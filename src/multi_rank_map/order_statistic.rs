use super::MultiRankMap;
use crate::comparer::Comparer;
use crate::error::{Error, Result};

impl<K, V, C> MultiRankMap<K, V, C> {
    /// Returns the key covering rank `rank`.
    ///
    /// A key with count `n` and rank `r` covers ranks `r..r + n`.
    ///
    /// # Errors
    ///
    /// [`Error::InvalidArgument`] if `rank` is negative.
    ///
    /// # Complexity
    ///
    /// O(log n)
    ///
    /// # Examples
    ///
    /// ```
    /// use rank_rbtree::MultiRankMap;
    ///
    /// let mut bag = MultiRankMap::new();
    /// bag.add("a", (), 2).unwrap();
    /// bag.add("b", (), 1).unwrap();
    ///
    /// assert_eq!(bag.try_get_key_by_rank(1), Ok(Some(&"a")));
    /// assert_eq!(bag.try_get_key_by_rank(2), Ok(Some(&"b")));
    /// assert_eq!(bag.try_get_key_by_rank(3), Ok(None));
    /// ```
    pub fn try_get_key_by_rank(&self, rank: isize) -> Result<Option<&K>> {
        Ok(self.try_get_key_value_by_rank(rank)?.map(|(key, _)| key))
    }

    /// Returns the key covering rank `rank`.
    ///
    /// # Errors
    ///
    /// [`Error::InvalidArgument`] if `rank` is negative, [`Error::NotFound`] if
    /// it is not less than the map's extent.
    pub fn get_key_by_rank(&self, rank: isize) -> Result<&K> {
        self.try_get_key_by_rank(rank)?.ok_or(Error::NotFound)
    }

    /// Returns the entry covering rank `rank`.
    ///
    /// # Errors
    ///
    /// [`Error::InvalidArgument`] if `rank` is negative.
    pub fn try_get_key_value_by_rank(&self, rank: isize) -> Result<Option<(&K, &V)>> {
        Ok(self.raw.find_by_rank(rank)?.map(|(handle, _)| {
            let node = self.raw.node(handle);
            (&node.key, &node.value)
        }))
    }
}

impl<K, V, C: Comparer<K>> MultiRankMap<K, V, C> {
    /// Returns the first rank `key` covers, or `None` if it is absent.
    ///
    /// # Complexity
    ///
    /// O(log n)
    #[must_use]
    pub fn try_get_rank(&self, key: &K) -> Option<isize> {
        self.raw.find(key).map(|(_, rank)| rank)
    }

    /// Returns the first rank `key` covers.
    ///
    /// # Errors
    ///
    /// [`Error::NotFound`] if the key is absent.
    pub fn get_rank(&self, key: &K) -> Result<isize> {
        self.try_get_rank(key).ok_or(Error::NotFound)
    }
}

#####

For every record above, print an exact copy.

filename src/multi_rank_map/order_statistic.rs
use super::MultiRankMap;
use crate::comparer::Comparer;
use crate::error::{Error, Result};

impl<K, V, C> MultiRankMap<K, V, C> {
    /// Returns the key covering rank `rank`.
    ///
    /// A key with count `n` and rank `r` covers ranks `r..r + n`.
    ///
    /// # Errors
    ///
    /// [`Error::InvalidArgument`] if `rank` is negative.
    ///
    /// # Complexity
    ///
    /// O(log n)
    ///
    /// # Examples
    ///
    /// ```
    /// use rank_rbtree::MultiRankMap;
    ///
    /// let mut bag = MultiRankMap::new();
    /// bag.add("a", (), 2).unwrap();
    /// bag.add("b", (), 1).unwrap();
    ///
    /// assert_eq!(bag.try_get_key_by_rank(1), Ok(Some(&"a")));
    /// assert_eq!(bag.try_get_key_by_rank(2), Ok(Some(&"b")));
    /// assert_eq!(bag.try_get_key_by_rank(3), Ok(None));
    /// ```
    pub fn try_get_key_by_rank(&self, rank: isize) -> Result<Option<&K>> {
        Ok(self.try_get_key_value_by_rank(rank)?.map(|(key, _)| key))
    }

    /// Returns the key covering rank `rank`.
    ///
    /// # Errors
    ///
    /// [`Error::InvalidArgument`] if `rank` is negative, [`Error::NotFound`] if
    /// it is not less than the map's extent.
    pub fn get_key_by_rank(&self, rank: isize) -> Result<&K> {
        self.try_get_key_by_rank(rank)?.ok_or(Error::NotFound)
    }

    /// Returns the entry covering rank `rank`.
    ///
    /// # Errors
    ///
    /// [`Error::InvalidArgument`] if `rank` is negative.
    pub fn try_get_key_value_by_rank(&self, rank: isize) -> Result<Option<(&K, &V)>> {
        Ok(self.raw.find_by_rank(rank)?.map(|(handle, _)| {
            let node = self.raw.node(handle);
            (&node.key, &node.value)
        }))
    }
}

impl<K, V, C: Comparer<K>> MultiRankMap<K, V, C> {
    /// Returns the first rank `key` covers, or `None` if it is absent.
    ///
    /// # Complexity
    ///
    /// O(log n)
    #[must_use]
    pub fn try_get_rank(&self, key: &K) -> Option<isize> {
        self.raw.find(key).map(|(_, rank)| rank)
    }

    /// Returns the first rank `key` covers.
    ///
    /// # Errors
    ///
    /// [`Error::NotFound`] if the key is absent.
    pub fn get_rank(&self, key: &K) -> Result<isize> {
        self.try_get_rank(key).ok_or(Error::NotFound)
    }
}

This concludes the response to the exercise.